O cantor francês Charles Aznavour morreu aos 94 anos, em casa na Provença, no Sul de França, confirmaram os seus assessores de imprensa, esta segunda-feira, à AFP. 

Charles Aznavour atuou a 10 de dezembro de 2016, em Lisboa, no então Meo Arena, atual Altice Arena, culminando uma digressão internacional, que passara por mais de uma dezena de cidades.

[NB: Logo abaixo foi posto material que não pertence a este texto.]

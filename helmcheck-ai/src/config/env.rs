//! Environment variable interpolation and overrides for configuration

use super::error::ConfigError;
use super::schema::AiConfig;
use super::secrets::{redact_by_field_name, RedactionPolicy};
use regex::Regex;
use std::env;
use std::sync::LazyLock;
use tracing::{debug, warn};

static ENV_VAR_PATTERN: LazyLock<Option<Regex>> =
    LazyLock::new(|| Regex::new(r"\$\{([A-Za-z_][A-Za-z0-9_]*)\}").ok());

/// Interpolate `${VAR}` references in configuration text
pub fn interpolate_env_vars(content: &str) -> Result<String, ConfigError> {
    interpolate_with(content, |var| env::var(var).ok())
}

/// Interpolate using `lookup`; the first unresolved variable is an error
pub fn interpolate_with(
    content: &str,
    lookup: impl Fn(&str) -> Option<String>,
) -> Result<String, ConfigError> {
    let Some(pattern) = ENV_VAR_PATTERN.as_ref() else {
        return Ok(content.to_string());
    };

    let mut result = String::with_capacity(content.len());
    let mut last = 0;
    for caps in pattern.captures_iter(content) {
        let (Some(whole), Some(name)) = (caps.get(0), caps.get(1)) else {
            continue;
        };
        let value = lookup(name.as_str()).ok_or_else(|| ConfigError::EnvVarNotFound {
            var: name.as_str().to_string(),
        })?;
        result.push_str(&content[last..whole.start()]);
        result.push_str(&value);
        last = whole.end();
    }
    result.push_str(&content[last..]);
    Ok(result)
}

/// Names of the variables referenced by `content`
pub fn referenced_vars(content: &str) -> Vec<String> {
    ENV_VAR_PATTERN
        .as_ref()
        .map(|pattern| {
            pattern
                .captures_iter(content)
                .filter_map(|caps| caps.get(1).map(|m| m.as_str().to_string()))
                .collect()
        })
        .unwrap_or_default()
}

/// Apply `AI_*` overrides from the process environment
pub fn apply_env_overrides(config: &mut AiConfig) {
    apply_overrides_with(config, |var| env::var(var).ok().filter(|v| !v.is_empty()));
}

fn parse_flag(value: &str) -> bool {
    value == "true" || value == "1"
}

/// Apply overrides resolved through `lookup`; malformed numbers are ignored
pub fn apply_overrides_with(config: &mut AiConfig, lookup: impl Fn(&str) -> Option<String>) {
    let read = |var: &str| {
        let value = lookup(var)?;
        debug!(
            var,
            value = %redact_by_field_name(var, &value, RedactionPolicy::default()),
            "applying environment override"
        );
        Some(value)
    };

    if let Some(value) = read("AI_CACHE_ENABLED") {
        config.caching.enabled = parse_flag(&value);
    }
    if let Some(value) = read("AI_CACHE_TTL") {
        match value.trim().parse() {
            Ok(ttl) => config.caching.ttl = ttl,
            Err(_) => warn!(var = "AI_CACHE_TTL", "ignoring non-numeric override"),
        }
    }
    if let Some(value) = read("AI_CACHE_MAX_SIZE") {
        match value.parse() {
            Ok(size) => config.caching.max_size = Some(size),
            Err(e) => warn!(var = "AI_CACHE_MAX_SIZE", error = %e, "ignoring invalid override"),
        }
    }
    if let Some(value) = read("AI_RATE_LIMIT_RPM") {
        match value.trim().parse() {
            Ok(rpm) => config.rate_limiting.requests_per_minute = Some(rpm),
            Err(_) => warn!(var = "AI_RATE_LIMIT_RPM", "ignoring non-numeric override"),
        }
    }

    for provider in &mut config.providers {
        let prefix = format!("AI_PROVIDER_{}_", provider.name.to_uppercase().replace('-', "_"));

        if let Some(value) = read(&format!("{}ENABLED", prefix)) {
            provider.enabled = parse_flag(&value);
        }
        if let Some(value) = read(&format!("{}PRIORITY", prefix)) {
            if let Ok(priority) = value.trim().parse() {
                provider.priority = priority;
            }
        }
        if let Some(value) = read(&format!("{}TOKEN", prefix)) {
            provider.auth.token = Some(value.into());
        }
        if let Some(value) = read(&format!("{}API_KEY", prefix)) {
            provider.auth.api_key = Some(value.into());
        }
    }
}

#[cfg(test)]
mod tests {
    use super::*;
    use crate::config::schema::ProviderConfig;
    use std::collections::HashMap;

    fn lookup(pairs: &[(&str, &str)]) -> impl Fn(&str) -> Option<String> {
        let map: HashMap<String, String> = pairs
            .iter()
            .map(|(k, v)| (k.to_string(), v.to_string()))
            .collect();
        move |var| map.get(var).cloned()
    }

    #[test]
    fn test_interpolate_env_vars() {
        let result = interpolate_with("api_key: ${TEST_VAR}", lookup(&[("TEST_VAR", "test_value")])).unwrap();
        assert_eq!(result, "api_key: test_value");
    }

    #[test]
    fn test_missing_env_var() {
        let result = interpolate_with("api_key: ${MISSING_VAR}", lookup(&[]));
        match result {
            Err(ConfigError::EnvVarNotFound { var }) => assert_eq!(var, "MISSING_VAR"),
            other => panic!("Expected EnvVarNotFound error, got {other:?}"),
        }
    }

    #[test]
    fn test_multiple_env_vars() {
        let result = interpolate_with(
            "key1: ${VAR1}, key2: ${VAR2}, again: ${VAR1}",
            lookup(&[("VAR1", "value1"), ("VAR2", "value2")]),
        )
        .unwrap();
        assert_eq!(result, "key1: value1, key2: value2, again: value1");
    }

    #[test]
    fn test_referenced_vars() {
        let vars = referenced_vars("api_key: ${OPENAI_API_KEY}, url: ${API_BASE_URL}");
        assert_eq!(vars, vec!["OPENAI_API_KEY", "API_BASE_URL"]);
    }

    #[test]
    fn test_overrides() {
        let mut config = AiConfig {
            providers: vec![ProviderConfig {
                name: "openai-default".into(),
                provider_type: "openai".into(),
                ..Default::default()
            }],
            ..Default::default()
        };
        apply_overrides_with(
            &mut config,
            lookup(&[
                ("AI_CACHE_ENABLED", "1"),
                ("AI_CACHE_TTL", "120"),
                ("AI_CACHE_MAX_SIZE", "10MB"),
                ("AI_RATE_LIMIT_RPM", "not-a-number"),
                ("AI_PROVIDER_OPENAI_DEFAULT_ENABLED", "false"),
                ("AI_PROVIDER_OPENAI_DEFAULT_PRIORITY", "7"),
                ("AI_PROVIDER_OPENAI_DEFAULT_API_KEY", "sk-override"),
            ]),
        );

        assert!(config.caching.enabled);
        assert_eq!(config.caching.ttl, 120);
        assert_eq!(config.caching.max_size_bytes(), 10 * 1024 * 1024);
        assert_eq!(config.rate_limiting.requests_per_minute, None);

        let provider = &config.providers[0];
        assert!(!provider.enabled);
        assert_eq!(provider.priority, 7);
        assert_eq!(
            provider.auth.api_key.as_ref().map(|k| k.expose_secret()),
            Some("sk-override")
        );
    }
}
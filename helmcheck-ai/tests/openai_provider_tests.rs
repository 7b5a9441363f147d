//! OpenAI adapter tests against a mocked chat completion API

mod common;

use common::{drain, init_tracing};
use helmcheck_ai::config::{AuthConfig, ProviderConfig, RetryConfig};
use helmcheck_ai::{
    Context, OpenAIProvider, Provider, ProviderError, Request, RequestOptions, ResponseFormat,
};
use serde_json::{json, Value};
use std::time::Duration;
use wiremock::matchers::{body_partial_json, header, method, path};
use wiremock::{Mock, MockServer, ResponseTemplate};

const API_KEY: &str = "sk-test-key";

fn provider_for(server: &MockServer) -> OpenAIProvider {
    let mut config = ProviderConfig {
        name: "openai-test".to_string(),
        provider_type: "openai".to_string(),
        auth: AuthConfig {
            api_key: Some(API_KEY.into()),
            ..Default::default()
        },
        retry: RetryConfig {
            max_retries: Some(2),
            initial_delay_ms: Some(5),
            max_delay_ms: Some(50),
            ..Default::default()
        },
        ..Default::default()
    };
    config.settings.insert("base_url".to_string(), json!(server.uri()));
    OpenAIProvider::from_config(&config).unwrap()
}

fn completion(content: &str) -> Value {
    json!({
        "id": "chatcmpl-123",
        "object": "chat.completion",
        "created": 1_700_000_000,
        "model": "gpt-4o",
        "choices": [{
            "index": 0,
            "message": { "role": "assistant", "content": content },
            "finish_reason": "stop"
        }],
        "usage": { "prompt_tokens": 120, "completion_tokens": 40, "total_tokens": 160 }
    })
}

fn sse(events: &[&str]) -> ResponseTemplate {
    let body: String = events.iter().map(|e| format!("data: {}\n\n", e)).collect();
    ResponseTemplate::new(200)
        .insert_header("content-type", "text/event-stream")
        .set_body_string(body)
}

/// Successful completion maps content, usage and cost
#[tokio::test]
async fn test_analyze_success() {
    init_tracing();
    let server = MockServer::start().await;
    Mock::given(method("POST"))
        .and(path("/chat/completions"))
        .and(header("Authorization", "Bearer sk-test-key"))
        .and(body_partial_json(json!({ "model": "gpt-4o", "max_tokens": 4096 })))
        .respond_with(ResponseTemplate::new(200).set_body_json(completion("Upgrade ingress-nginx to 4.10.1")))
        .expect(1)
        .mount(&server)
        .await;

    let provider = provider_for(&server);
    let request = Request::new("Should we upgrade ingress-nginx?").with_id("req-42");
    let response = provider.analyze(&Context::new(), &request).await.unwrap();

    assert_eq!(response.id, "req-42");
    assert_eq!(response.content, "Upgrade ingress-nginx to 4.10.1");
    assert_eq!(response.provider, "openai-test");
    assert_eq!(response.tokens_used.total_tokens, 160);
    assert!(response.tokens_used.estimated_cost > 0.0);
    assert_eq!(response.metadata.get("finish_reason").map(String::as_str), Some("stop"));
    assert!(!response.cached);

    let metrics = provider.metrics().snapshot();
    assert_eq!(metrics.successful_requests, 1);
    assert_eq!(metrics.tokens_used, 160);
}

#[tokio::test]
async fn test_json_format_uses_native_mode() {
    let server = MockServer::start().await;
    Mock::given(method("POST"))
        .and(path("/chat/completions"))
        .and(body_partial_json(json!({ "response_format": { "type": "json_object" } })))
        .respond_with(ResponseTemplate::new(200).set_body_json(completion(
            r#"{"risk":"low","confidence":0.85,"steps":["bump chart version"]}"#,
        )))
        .expect(1)
        .mount(&server)
        .await;

    let provider = provider_for(&server);
    let request = Request::new("Assess the upgrade risk").with_options(RequestOptions {
        response_format: ResponseFormat::Json,
        ..Default::default()
    });
    let response = provider.analyze(&Context::new(), &request).await.unwrap();

    let data = response.structured_data.expect("structured data");
    assert_eq!(data["risk"], "low");
    assert!((response.confidence - 0.85).abs() < f64::EPSILON);
}

#[tokio::test]
async fn test_server_errors_are_retried() {
    let server = MockServer::start().await;
    Mock::given(method("POST"))
        .and(path("/chat/completions"))
        .respond_with(ResponseTemplate::new(503).set_body_json(json!({
            "error": { "message": "overloaded", "type": "server_error" }
        })))
        .up_to_n_times(2)
        .expect(2)
        .mount(&server)
        .await;
    Mock::given(method("POST"))
        .and(path("/chat/completions"))
        .respond_with(ResponseTemplate::new(200).set_body_json(completion("third time lucky")))
        .expect(1)
        .mount(&server)
        .await;

    let provider = provider_for(&server);
    let response = provider
        .analyze(&Context::new(), &Request::new("retry me"))
        .await
        .unwrap();

    assert_eq!(response.content, "third time lucky");
    let metrics = provider.metrics().snapshot();
    assert_eq!(metrics.successful_requests, 1);
    assert_eq!(metrics.failed_requests, 0);
}

#[tokio::test]
async fn test_bad_request_is_not_retried() {
    let server = MockServer::start().await;
    Mock::given(method("POST"))
        .and(path("/chat/completions"))
        .respond_with(ResponseTemplate::new(400).set_body_json(json!({
            "error": { "message": "Invalid 'messages'", "type": "invalid_request_error" }
        })))
        .expect(1)
        .mount(&server)
        .await;

    let provider = provider_for(&server);
    let error = provider
        .analyze(&Context::new(), &Request::new("bad"))
        .await
        .unwrap_err();

    match error {
        ProviderError::InvalidRequest(message) => assert!(message.contains("Invalid 'messages'")),
        other => panic!("expected InvalidRequest, got {other:?}"),
    }
    assert_eq!(provider.metrics().snapshot().errors_by_type.get("invalid_request"), Some(&1));
}

#[tokio::test]
async fn test_unauthorized_maps_to_authentication_failed() {
    let server = MockServer::start().await;
    Mock::given(method("POST"))
        .and(path("/chat/completions"))
        .respond_with(ResponseTemplate::new(401).set_body_json(json!({
            "error": { "message": "Incorrect API key provided", "type": "invalid_request_error" }
        })))
        .expect(1)
        .mount(&server)
        .await;

    let provider = provider_for(&server);
    let error = provider
        .analyze(&Context::new(), &Request::new("who am i"))
        .await
        .unwrap_err();
    assert!(matches!(error, ProviderError::AuthenticationFailed { .. }));
}

#[tokio::test]
async fn test_rate_limited_until_exhausted() {
    let server = MockServer::start().await;
    Mock::given(method("POST"))
        .and(path("/chat/completions"))
        .respond_with(
            ResponseTemplate::new(429)
                .insert_header("retry-after", "0")
                .set_body_json(json!({
                    "error": { "message": "Rate limit reached", "type": "requests" }
                })),
        )
        .expect(3)
        .mount(&server)
        .await;

    let provider = provider_for(&server);
    let error = provider
        .analyze(&Context::new(), &Request::new("busy"))
        .await
        .unwrap_err();

    match error {
        ProviderError::RetriesExhausted { attempts, last } => {
            assert_eq!(attempts, 3);
            assert!(matches!(*last, ProviderError::RateLimitExceeded { .. }));
        }
        other => panic!("expected RetriesExhausted, got {other:?}"),
    }
}

#[tokio::test]
async fn test_insufficient_quota_is_permanent() {
    let server = MockServer::start().await;
    Mock::given(method("POST"))
        .and(path("/chat/completions"))
        .respond_with(ResponseTemplate::new(429).set_body_json(json!({
            "error": { "message": "You exceeded your current quota", "type": "insufficient_quota" }
        })))
        .expect(1)
        .mount(&server)
        .await;

    let provider = provider_for(&server);
    let error = provider
        .analyze(&Context::new(), &Request::new("quota"))
        .await
        .unwrap_err();
    assert!(matches!(error, ProviderError::QuotaExceeded { .. }));
}

#[tokio::test]
async fn test_request_timeout_option() {
    let server = MockServer::start().await;
    Mock::given(method("POST"))
        .and(path("/chat/completions"))
        .respond_with(
            ResponseTemplate::new(200)
                .set_delay(Duration::from_secs(5))
                .set_body_json(completion("too late")),
        )
        .mount(&server)
        .await;

    let provider = provider_for(&server);
    let request = Request::new("hurry").with_options(RequestOptions {
        timeout: Some(Duration::from_millis(200)),
        retry_count: Some(0),
        ..Default::default()
    });
    let error = provider.analyze(&Context::new(), &request).await.unwrap_err();
    assert!(matches!(error, ProviderError::Timeout(_)));
}

#[tokio::test]
async fn test_token_limit_checked_before_sending() {
    let server = MockServer::start().await;
    Mock::given(method("POST"))
        .respond_with(ResponseTemplate::new(200).set_body_json(completion("unreachable")))
        .expect(0)
        .mount(&server)
        .await;

    let provider = provider_for(&server);
    let request = Request::new("huge").with_max_tokens(1_000_000);
    let error = provider.analyze(&Context::new(), &request).await.unwrap_err();
    assert!(matches!(error, ProviderError::TokenLimitExceeded { .. }));
}

/// Streamed deltas arrive in order, followed by one done chunk
#[tokio::test]
async fn test_stream_delivers_chunks_and_usage() {
    let server = MockServer::start().await;
    Mock::given(method("POST"))
        .and(path("/chat/completions"))
        .and(body_partial_json(json!({ "stream": true, "stream_options": { "include_usage": true } })))
        .respond_with(sse(&[
            r#"{"id":"c1","model":"gpt-4o","choices":[{"index":0,"delta":{"role":"assistant","content":"Upgrade"},"finish_reason":null}]}"#,
            r#"{"id":"c1","model":"gpt-4o","choices":[{"index":0,"delta":{"content":" is safe"},"finish_reason":null}]}"#,
            r#"{"id":"c1","model":"gpt-4o","choices":[{"index":0,"delta":{},"finish_reason":"stop"}]}"#,
            r#"{"id":"c1","model":"gpt-4o","choices":[],"usage":{"prompt_tokens":12,"completion_tokens":3,"total_tokens":15}}"#,
            "[DONE]",
        ]))
        .mount(&server)
        .await;

    let provider = provider_for(&server);
    let stream = provider
        .analyze_stream(&Context::new(), &Request::new("stream the verdict"))
        .await
        .unwrap();
    let chunks = drain(stream).await;

    let text: String = chunks.iter().map(|c| c.content.as_str()).collect();
    assert_eq!(text, "Upgrade is safe");
    let last = chunks.last().unwrap();
    assert!(last.done);
    assert!(last.error.is_none());

    let metrics = provider.metrics().snapshot();
    assert_eq!(metrics.successful_requests, 1);
    assert_eq!(metrics.tokens_used, 15);
}

#[tokio::test]
async fn test_truncated_stream_ends_with_error_chunk() {
    let server = MockServer::start().await;
    Mock::given(method("POST"))
        .and(path("/chat/completions"))
        .respond_with(sse(&[
            r#"{"choices":[{"index":0,"delta":{"content":"partial"},"finish_reason":null}]}"#,
        ]))
        .mount(&server)
        .await;

    let provider = provider_for(&server);
    let stream = provider
        .analyze_stream(&Context::new(), &Request::new("cut off"))
        .await
        .unwrap();
    let chunks = drain(stream).await;

    assert_eq!(chunks[0].content, "partial");
    let last = chunks.last().unwrap();
    assert!(matches!(last.error, Some(ProviderError::InvalidResponse { .. })));
    assert_eq!(provider.metrics().snapshot().failed_requests, 1);
}

#[tokio::test]
async fn test_validate_lists_models() {
    let server = MockServer::start().await;
    Mock::given(method("GET"))
        .and(path("/models"))
        .respond_with(ResponseTemplate::new(200).set_body_json(json!({
            "object": "list",
            "data": [
                { "id": "gpt-4o", "object": "model", "owned_by": "openai" },
                { "id": "gpt-4-turbo", "object": "model", "owned_by": "openai" }
            ]
        })))
        .mount(&server)
        .await;

    let provider = provider_for(&server);
    tokio_test::assert_ok!(provider.validate(&Context::new()).await);
    let models = provider.list_models(&Context::new()).await.unwrap();
    assert_eq!(models, vec!["gpt-4o", "gpt-4-turbo"]);
}

#[tokio::test]
async fn test_closed_provider_refuses_calls() {
    let server = MockServer::start().await;
    let provider = provider_for(&server);

    provider.close().await.unwrap();
    provider.close().await.unwrap();

    let error = provider
        .analyze(&Context::new(), &Request::new("anyone there?"))
        .await
        .unwrap_err();
    assert!(matches!(error, ProviderError::Unavailable { .. }));
}
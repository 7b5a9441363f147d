//! Provider adapter trait and streaming types
//!
//! Defines the core abstraction every AI backend implements. Decorators
//! (caching, fallback chains) implement the same trait so callers never know
//! which shape they hold.

use crate::context::Context;
use crate::metrics::UsageMetrics;
use crate::protocol::{Request, Response};
use crate::providers::error::{ProviderError, ProviderResult};
use async_trait::async_trait;
use serde::{Deserialize, Serialize};
use std::fmt;
use std::str::FromStr;
use std::sync::Arc;
use tokio::sync::mpsc;

/// Capacity of the channel behind every [`ChunkStream`]
pub const STREAM_BUFFER: usize = 100;

/// Receiving side of a streamed analysis
pub type ChunkStream = mpsc::Receiver<StreamChunk>;

/// Core provider trait that all AI backends must implement
#[async_trait]
pub trait Provider: Send + Sync {
    /// Get the provider's name
    fn name(&self) -> &str;

    /// Run one analysis to completion
    async fn analyze(&self, ctx: &Context, request: &Request) -> ProviderResult<Response>;

    /// Run one analysis, delivering content incrementally
    ///
    /// The stream ends with exactly one terminal chunk: `done` or an error.
    async fn analyze_stream(&self, ctx: &Context, request: &Request) -> ProviderResult<ChunkStream>;

    /// Cheap round trip proving the provider is reachable and authorized
    async fn validate(&self, ctx: &Context) -> ProviderResult<()>;

    /// Usage counters for this provider
    fn metrics(&self) -> Arc<UsageMetrics>;

    /// Release resources; safe to call more than once
    async fn close(&self) -> ProviderResult<()>;
}

/// One increment of a streamed response
#[derive(Debug, Clone, Default)]
pub struct StreamChunk {
    pub content: String,
    pub done: bool,
    pub error: Option<ProviderError>,
}

impl StreamChunk {
    pub fn content(content: impl Into<String>) -> Self {
        Self {
            content: content.into(),
            ..Default::default()
        }
    }

    pub fn done() -> Self {
        Self {
            done: true,
            ..Default::default()
        }
    }

    pub fn error(error: ProviderError) -> Self {
        Self {
            error: Some(error),
            ..Default::default()
        }
    }

    /// Whether no further chunks follow this one
    pub fn is_terminal(&self) -> bool {
        self.done || self.error.is_some()
    }
}

/// Backend types known to the built-in registry
#[derive(Debug, Clone, Copy, PartialEq, Eq, Hash, Serialize, Deserialize)]
#[serde(rename_all = "lowercase")]
pub enum ProviderKind {
    OpenAI,
    Copilot,
}

impl ProviderKind {
    pub const ALL: [ProviderKind; 2] = [ProviderKind::OpenAI, ProviderKind::Copilot];

    pub fn as_str(&self) -> &'static str {
        match self {
            ProviderKind::OpenAI => "openai",
            ProviderKind::Copilot => "copilot",
        }
    }
}

impl fmt::Display for ProviderKind {
    fn fmt(&self, f: &mut fmt::Formatter<'_>) -> fmt::Result {
        f.write_str(self.as_str())
    }
}

impl FromStr for ProviderKind {
    type Err = ProviderError;

    fn from_str(s: &str) -> Result<Self, Self::Err> {
        match s.to_ascii_lowercase().as_str() {
            "openai" => Ok(ProviderKind::OpenAI),
            "copilot" => Ok(ProviderKind::Copilot),
            other => Err(ProviderError::NotSupported(format!(
                "unsupported provider type: {}",
                other
            ))),
        }
    }
}
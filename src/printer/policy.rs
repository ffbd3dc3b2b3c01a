//! Per-element numeric formatting rules shared by every printer.

use crate::value::{Element, ElementKind, ScalarEncoding};

/// Renders one element according to its declared kind.
pub fn format_element(kind: &ElementKind, element: Element) -> String {
    match kind {
        ElementKind::Float32 => format_float32(element.as_f64()),
        ElementKind::Unsigned => format_unsigned(element.as_u64()),
        ElementKind::Signed => format_signed(element.as_i64()),
        // no dedicated rule exists for other kinds; default conversion
        ElementKind::Other(opaque) => match opaque.encoding {
            ScalarEncoding::Floating => element.as_f64().to_string(),
            ScalarEncoding::Unsigned => element.as_u64().to_string(),
            ScalarEncoding::Signed => element.as_i64().to_string(),
        },
    }
}

/// Fixed-point with three decimals for zero and magnitudes in [0.001, 1000),
/// scientific with three mantissa digits everywhere else.
pub fn format_float32(value: f64) -> String {
    let magnitude = value.abs();
    if value == 0.0 || (0.001..1000.0).contains(&magnitude) {
        format!("{value:.3}")
    } else {
        format_scientific(value, 3)
    }
}

/// Plain decimal below 1000, scientific with six mantissa digits from there.
pub fn format_unsigned(value: u64) -> String {
    if value < 1000 {
        value.to_string()
    } else {
        format_scientific(value as f64, 6)
    }
}

/// Plain decimal for magnitudes below 1000, scientific with six mantissa
/// digits otherwise. The sign survives both paths.
pub fn format_signed(value: i64) -> String {
    if value.unsigned_abs() < 1000 {
        value.to_string()
    } else {
        format_scientific(value as f64, 6)
    }
}

/// Scientific notation in the `5.000e-04` convention: a fixed number of
/// mantissa digits, an explicit exponent sign, and at least two exponent
/// digits.
pub fn format_scientific(value: f64, precision: usize) -> String {
    if !value.is_finite() {
        return value.to_string();
    }
    if value == 0.0 {
        return format!("{value:.precision$}e+00");
    }
    let mut exponent = value.abs().log10().floor() as i32;
    let mut mantissa = value / 10f64.powi(exponent);
    // rounding at the requested precision can push |mantissa| up to 10.0
    let scale = 10f64.powi(precision as i32);
    if (mantissa.abs() * scale).round() >= 10.0 * scale {
        mantissa /= 10.0;
        exponent += 1;
    }
    let sign = if exponent < 0 { '-' } else { '+' };
    let magnitude = exponent.unsigned_abs();
    format!("{mantissa:.precision$}e{sign}{magnitude:02}")
}
//! A single decoded element and its numeric coercions.

/// One element of a vector or color value, decoded out of target memory.
///
/// The variants carry the storage representation; the formatting policy picks
/// the coercion it needs based on the declared [`ElementKind`], so every
/// storage shape flows through the same numeric rules.
///
/// [`ElementKind`]: super::kind::ElementKind
#[derive(Clone, Copy, Debug, PartialEq)]
pub enum Element {
    Float32(f32),
    Float64(f64),
    Unsigned(u64),
    Signed(i64),
}

impl Element {
    pub fn as_f64(self) -> f64 {
        match self {
            Element::Float32(value) => value as f64,
            Element::Float64(value) => value,
            Element::Unsigned(value) => value as f64,
            Element::Signed(value) => value as f64,
        }
    }

    pub fn as_u64(self) -> u64 {
        match self {
            Element::Float32(value) => value as u64,
            Element::Float64(value) => value as u64,
            Element::Unsigned(value) => value,
            Element::Signed(value) => value as u64,
        }
    }

    pub fn as_i64(self) -> i64 {
        match self {
            Element::Float32(value) => value as i64,
            Element::Float64(value) => value as i64,
            Element::Unsigned(value) => value as i64,
            Element::Signed(value) => value,
        }
    }
}

#[cfg(test)]
mod tests {
    use super::*;

    #[test]
    fn float_storage_widens_exactly() {
        // f32 -> f64 is exact, so threshold comparisons see the same value
        let element = Element::Float32(0.001);
        assert_eq!(element.as_f64(), 0.001f32 as f64);
    }

    #[test]
    fn signed_round_trips_through_as_i64() {
        assert_eq!(Element::Signed(-1000).as_i64(), -1000);
    }

    #[test]
    fn unsigned_stays_unsigned() {
        assert_eq!(Element::Unsigned(u64::MAX).as_u64(), u64::MAX);
    }
}
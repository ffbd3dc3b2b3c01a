//! Typed, read-only views over the values the host debugger asks us to show.

pub mod element;
pub mod endianness;
pub mod error;
pub mod kind;
pub mod raw;
pub mod view;

pub use element::Element;
pub use endianness::Endianness;
pub use error::{ValueError, ValueResult};
pub use kind::{ElementKind, OpaqueScalar, ScalarEncoding};
pub use raw::RawVector;
pub use view::{ElementSlice, ElementSource};
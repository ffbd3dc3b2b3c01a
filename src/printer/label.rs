//! Display-label naming: the `Vec3f` shorthand and its generic fallback.

use crate::value::ElementKind;

/// Semantic flavor of a printer. Vector-like and color-like values share one
/// formatting algorithm and differ only in this labelling table.
#[derive(Clone, Copy, Debug, PartialEq, Eq)]
pub enum DisplayKind {
    Vector,
    Color,
}

impl DisplayKind {
    pub fn prefix(self) -> &'static str {
        match self {
            DisplayKind::Vector => "Vec",
            DisplayKind::Color => "Color",
        }
    }

    /// Lane letters for the compact 2-4 element shapes.
    pub(crate) fn lanes(self) -> [char; 4] {
        match self {
            DisplayKind::Vector => ['x', 'y', 'z', 'w'],
            DisplayKind::Color => ['r', 'g', 'b', 'a'],
        }
    }
}

/// Computes the name prefixed to the element list.
///
/// Lengths 2 through 4 of the recognized element kinds get the compact form
/// (`Vec3f`, `Color4u`); everything else falls back to the generic
/// parameterized spelling (`Vec<double, 6>`).
pub fn display_label(kind: DisplayKind, element: &ElementKind, len: usize) -> String {
    match element.type_letter() {
        Some(letter) if (2..=4).contains(&len) => {
            format!("{}{}{}", kind.prefix(), len, letter)
        }
        _ => format!("{}<{}, {}>", kind.prefix(), element.spelling(), len),
    }
}
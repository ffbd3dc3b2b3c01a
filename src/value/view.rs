//! The read-only seam between the host debugger and the printers.

use super::element::Element;
use super::kind::ElementKind;

/// Read access to one fixed-size homogeneous value.
///
/// The host debugger owns the underlying storage and guarantees it stays
/// valid and unchanged for the duration of a formatting call. Implementations
/// must uphold: `element(i)` is defined for every `i < len()`.
pub trait ElementSource {
    fn element_kind(&self) -> &ElementKind;

    fn len(&self) -> usize;

    fn is_empty(&self) -> bool {
        self.len() == 0
    }

    /// Returns element `index`. Callers stay within `0..len()`.
    fn element(&self, index: usize) -> Element;
}

/// Borrowed view over elements the host has already decoded.
#[derive(Clone, Copy, Debug)]
pub struct ElementSlice<'a> {
    kind: &'a ElementKind,
    elements: &'a [Element],
}

impl<'a> ElementSlice<'a> {
    pub fn new(kind: &'a ElementKind, elements: &'a [Element]) -> Self {
        Self { kind, elements }
    }
}

impl ElementSource for ElementSlice<'_> {
    fn element_kind(&self) -> &ElementKind {
        self.kind
    }

    fn len(&self) -> usize {
        self.elements.len()
    }

    fn element(&self, index: usize) -> Element {
        self.elements[index]
    }
}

O cantor e compostor escreveu um fado para Amália Rodrigues, "Aïe mourir pour toi", por quem confessara um profunda admiração e amizade.

Em 2007, gravou com a cabo-verdiana Mayra Andrade a canção “Je danse avec l’amour”.

Charles Aznavour tinha já atuado em 2008 em Portugal, ano em que recebeu a Medalha de Honra da Sociedade Portuguesa de Autores, e em que anunciara a sua retirada dos palcos, tendo realizado uma digressão mundial.

Cantor, ator e compositor francês de origem arménia, apontado pela imprensa como uma “lenda viva da ‘chanson française’”, Charles Aznavour editou, em 2015, o álbum “Encores”, composto por inéditos de sua autoria, entre os quais uma homenagem a Edith Piaf e uma recriação de Nina Simone, tendo atuado, na altura, em cidades como Paris, Londres, Bruxelas e São Petersburgo, entre outras, num total de 12 concertos.

Todas as canções do álbum, à exceção de “You’ve got to learn”, foram escritas e compostas por Aznavour, que fez os arranjos para a sua voz, sendo a orquestração de Jean-Pascal Beintus.

Com uma carreira de mais de 70 anos, Charles Aznavour escreveu mais de mil canções em francês, inglês, italiano, espanhol e alemão, vendeu mais de 180 milhões de discos, tendo partilhado o palco com cantores como Edith Piaf, Charles Trenet, Dalida e Yves Montand, entre muitos outros.

“Poucos são os franceses referenciados como influência por artistas tão díspares como Frank Sinatra ou Fred Astaire, Sting ou Elvis Costello, Bob Dylan ou Dr.Dré, magnata do ‘hip hop’, que ‘samplou’ um tema de Aznavour de 1966, ‘Parce que tu crois’", num dos seus maiores sucessos, recordou a produtora do derradeiro espetáculo de Aznavour em Portugal.

Bryan Ferry, Elton John, Carole King, Paul Anka, Frank Sinatra, Dean Martin, Sting, Marc Almond, Herbert Gronemeyer, Simone de Oliveira e Laura Pausini são alguns dos artistas não franceses que gravaram temas de Aznavour, além de Amália Rodrigues por quem o cantor nutria uma admiração e de quem era amigo, como afirmou em várias entrevistas.

O crítico musical Stephen Holden, da revista norte-americana Rolling Stone, descreveu Aznavour como uma “divindade pop francesa”.

Em 1998, Aznavour foi eleito “Entertainer of the century” pelos consumidores de marcas globais de media, como a CNN e a Time Online, somando 18% das preferências mundiais e superando Bob Dylan e Elvis Presley.

De origem arménia, o músico fundou a organização não-governamental Aznavour For Arménia, como resposta ao terramoto naquele país, em 1988.

Em 1997, a França reconheceu o papel do músico na história da canção francesa, distinguindo-o com o grau de Oficial da Legião de Honra.

Aznavour foi embaixador permanente da organização das Nações Unidas para a Educação, Ciência e Cultura (UNESCO), e o Estado da Arménia concedeu-lhe, em 2008, a nacionalidade arménia.

Anteriormente, o cantor tinha recebido a Ordem da Pátria, a mais alta condecoração da antiga república soviética e uma das praças da capital, Yerevan, tem o seu nome.